Opinion: Free Market Minute

Price Gouging: A Cure For Gas

It'll cost an eye, but save you a scarcity

Wrong-headed fear-mongering and price hysteria are counterproductive and harmful, no matter what the price of gas. But markets consist of both supply and demand, and prices are the result of market forces. There are some things that consumers are doing on the demand side of the market, and government is doing on the supply side, that promise to create additional problems with gasoline in the coming days and weeks or months.

Continued regulation of gas prices, specifically the threat of prosecution for price gouging at the pump, will very likely bring us to the point of more empty gas pumps, long gasoline lines, gas rationing, or some nightmare combination of the three. Keeping the pump price lower than it would otherwise be through these policies will also encourage non-essential driving, and discourage conservation. Price gouging, a term that has no economic meaning, is actually helpful in averting a gas crisis. Here’s why:

The current pump price of a gallon of gasoline is an indicator of how hard or easy it is for the supplier to replace the gallon sold today with a gallon for sale tomorrow. Regardless of the cost of refining gas in the past, it will cost significantly more to replace it today. Katrina destroyed refining capacity, and that will reduce supplies of domestically refined gasoline, and push up market-clearing level of price, at least temporarily.

At a high enough price, gas will always be available to those who need it most. But when gasoline is sold below its replacement cost, stations ‘run out,’ and gas is available only to the lucky. This might be fine for a lottery, not for a market.

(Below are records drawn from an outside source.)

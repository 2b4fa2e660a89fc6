//! Server configuration from the environment.

use std::net::SocketAddr;
use std::path::PathBuf;
use std::time::Duration;

use crate::cache::CacheConfig;
use crate::planner::{ConfigError, RouteConfig};

/// Errors raised while reading server configuration.
#[derive(Debug, thiserror::Error)]
pub enum ServerConfigError {
    /// A variable is set but cannot be parsed
    #[error("invalid {var}: {value:?}")]
    Invalid { var: &'static str, value: String },

    /// The route configuration file is unusable
    #[error(transparent)]
    Route(#[from] ConfigError),
}

/// Settings for running the HTTP server.
#[derive(Debug, Clone)]
pub struct ServerConfig {
    /// Station directory JSON file
    pub stations_path: PathBuf,

    /// Optional JSON file with route parameters
    pub route_config_path: Option<PathBuf>,

    /// City used when a request names none
    pub default_city: String,

    /// Address to listen on
    pub addr: SocketAddr,

    pub cache: CacheConfig,
}

impl Default for ServerConfig {
    fn default() -> Self {
        Self {
            stations_path: PathBuf::from("stations.json"),
            route_config_path: None,
            default_city: "kolkata".to_string(),
            addr: SocketAddr::from(([127, 0, 0, 1], 3000)),
            cache: CacheConfig::default(),
        }
    }
}

impl ServerConfig {
    /// Read configuration from `METRO_*` environment variables.
    pub fn from_env() -> Result<Self, ServerConfigError> {
        Self::from_lookup(|var| std::env::var(var).ok())
    }

    /// Read configuration through `lookup`, which maps a variable name to
    /// its value. Unset and empty variables take defaults.
    pub fn from_lookup(
        lookup: impl Fn(&str) -> Option<String>,
    ) -> Result<Self, ServerConfigError> {
        let get = |var: &str| lookup(var).filter(|v| !v.trim().is_empty());
        let mut config = Self::default();

        if let Some(path) = get("METRO_STATIONS_PATH") {
            config.stations_path = PathBuf::from(path);
        }
        config.route_config_path = get("METRO_ROUTE_CONFIG").map(PathBuf::from);
        if let Some(city) = get("METRO_DEFAULT_CITY") {
            config.default_city = city.trim().to_lowercase();
        }
        if let Some(addr) = get("METRO_ADDR") {
            config.addr = parse("METRO_ADDR", addr)?;
        }
        if let Some(secs) = get("METRO_CACHE_TTL_SECS") {
            config.cache.ttl = Duration::from_secs(parse("METRO_CACHE_TTL_SECS", secs)?);
        }
        if let Some(capacity) = get("METRO_CACHE_CAPACITY") {
            config.cache.max_capacity = parse("METRO_CACHE_CAPACITY", capacity)?;
        }

        Ok(config)
    }

    /// Route parameters from the configured file, or defaults.
    pub fn route_config(&self) -> Result<RouteConfig, ServerConfigError> {
        match &self.route_config_path {
            Some(path) => Ok(RouteConfig::from_json_file(path)?),
            None => Ok(RouteConfig::default()),
        }
    }
}

fn parse<T: std::str::FromStr>(var: &'static str, value: String) -> Result<T, ServerConfigError> {
    value
        .trim()
        .parse()
        .map_err(|_| ServerConfigError::Invalid { var, value })
}

#[cfg(test)]
mod tests {
    use super::*;
    use std::collections::HashMap;

    fn lookup(vars: &[(&str, &str)]) -> impl Fn(&str) -> Option<String> {
        let vars: HashMap<String, String> = vars
            .iter()
            .map(|(k, v)| (k.to_string(), v.to_string()))
            .collect();
        move |var| vars.get(var).cloned()
    }

    #[test]
    fn defaults_when_unset() {
        let config = ServerConfig::from_lookup(lookup(&[])).unwrap();
        assert_eq!(config.stations_path, PathBuf::from("stations.json"));
        assert!(config.route_config_path.is_none());
        assert_eq!(config.default_city, "kolkata");
        assert_eq!(config.addr.port(), 3000);
        assert_eq!(config.cache.max_capacity, 64);
    }

    #[test]
    fn reads_variables() {
        let config = ServerConfig::from_lookup(lookup(&[
            ("METRO_STATIONS_PATH", "/srv/metro.json"),
            ("METRO_ROUTE_CONFIG", "/srv/route.json"),
            ("METRO_DEFAULT_CITY", " Delhi "),
            ("METRO_ADDR", "0.0.0.0:8080"),
            ("METRO_CACHE_TTL_SECS", "30"),
            ("METRO_CACHE_CAPACITY", "8"),
        ]))
        .unwrap();

        assert_eq!(config.stations_path, PathBuf::from("/srv/metro.json"));
        assert_eq!(
            config.route_config_path,
            Some(PathBuf::from("/srv/route.json"))
        );
        assert_eq!(config.default_city, "delhi");
        assert_eq!(config.addr, "0.0.0.0:8080".parse().unwrap());
        assert_eq!(config.cache.ttl, Duration::from_secs(30));
        assert_eq!(config.cache.max_capacity, 8);
    }

    #[test]
    fn empty_values_take_defaults() {
        let config =
            ServerConfig::from_lookup(lookup(&[("METRO_ADDR", ""), ("METRO_ROUTE_CONFIG", " ")]))
                .unwrap();
        assert_eq!(config.addr.port(), 3000);
        assert!(config.route_config_path.is_none());
    }

    #[test]
    fn invalid_values_rejected() {
        let err = ServerConfig::from_lookup(lookup(&[("METRO_ADDR", "nowhere")])).unwrap_err();
        assert!(matches!(
            err,
            ServerConfigError::Invalid {
                var: "METRO_ADDR",
                ..
            }
        ));

        assert!(ServerConfig::from_lookup(lookup(&[("METRO_CACHE_CAPACITY", "-1")])).is_err());
    }

    #[test]
    fn route_config_defaults_without_file() {
        let config = ServerConfig::default();
        let route = config.route_config().unwrap();
        assert_eq!(route.minutes_per_station, 2.0);
    }

    #[test]
    fn route_config_from_missing_file() {
        let config = ServerConfig {
            route_config_path: Some(PathBuf::from("/nonexistent/route.json")),
            ..ServerConfig::default()
        };
        assert!(matches!(
            config.route_config(),
            Err(ServerConfigError::Route(ConfigError::Io(_)))
        ));
    }
}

Regulations that prohibit gasoline prices from reaching a market-clearing level will ensure that gas remains unduly scarce.

Replacement cost pricing is easy to understand in markets for collectibles. For example, a 1952 # 311 Topps Mickey Mantle Rookie card at last check, had a bid on E-Bay of $41,000, with several auction days remaining. In 1992, Sotheby’s auctioned a Mantle rookie card for over $46,0000—nearly $65,000 in today’s prices.

The original cost and price of the Mickey Mantle baseball cards, packaged with a slab of pink bubblegum? A few cents. Price gouging at the collector price (of the card)? Certainly not. An essential item? No, except in the minds of baseball memorabilia aficionados. Shortages, long lines, unserved but willing collectors? Remember, these are extremely rare items. But no, none of the above. These markets, like the one which delivered Babe Ruth’s 1931 bat to an ardent collector for $124,000, cleared perfectly because price rose high enough to eliminate all but the most serious contender.

The fact that high (enough) prices coordinate markets for ‘frivolous’ goods demonstrates why prices must adjust to reflect scarcity in basic goods, especially in times of disaster. Gasoline is a lifeline for some people. Those in need of regular medical care like dialysis, or emergency transport to hospital after accidents or life-threatening events like a stroke or a heart attack, won’t survive if vehicles are ‘grounded’ due to lack of gas. Police, Medevac and air ambulance are among the services we depend upon, but whose needs we cannot always predict. If gas is not available for these uses, because it has been hoarded and sold out at “non-gouging” prices, the neediest people will suffer the consequences.

Every time consumers ‘stock up’ on gas by increasing their average gasoline purchases, or hold gas reserves above their normal amounts, they increase the demand for gasoline and drive price up. Most don’t realize that their actions have a perverse effect on price. Prices aren’t ethical or unethical. If exchanges are voluntary, all pricing is fair.

The way to reduce the quantity of gasoline demanded in the near term is to allow price to rise to whatever the market will bear. This is not price gouging, it’s responsible reservation of a scarce good—like the reservation pricing we see in collectibles and other markets.

Only those with really urgent demands will pay the highest prices, as should be the case. The rest of us will conserve, and adjust for the future as the situation unfolds.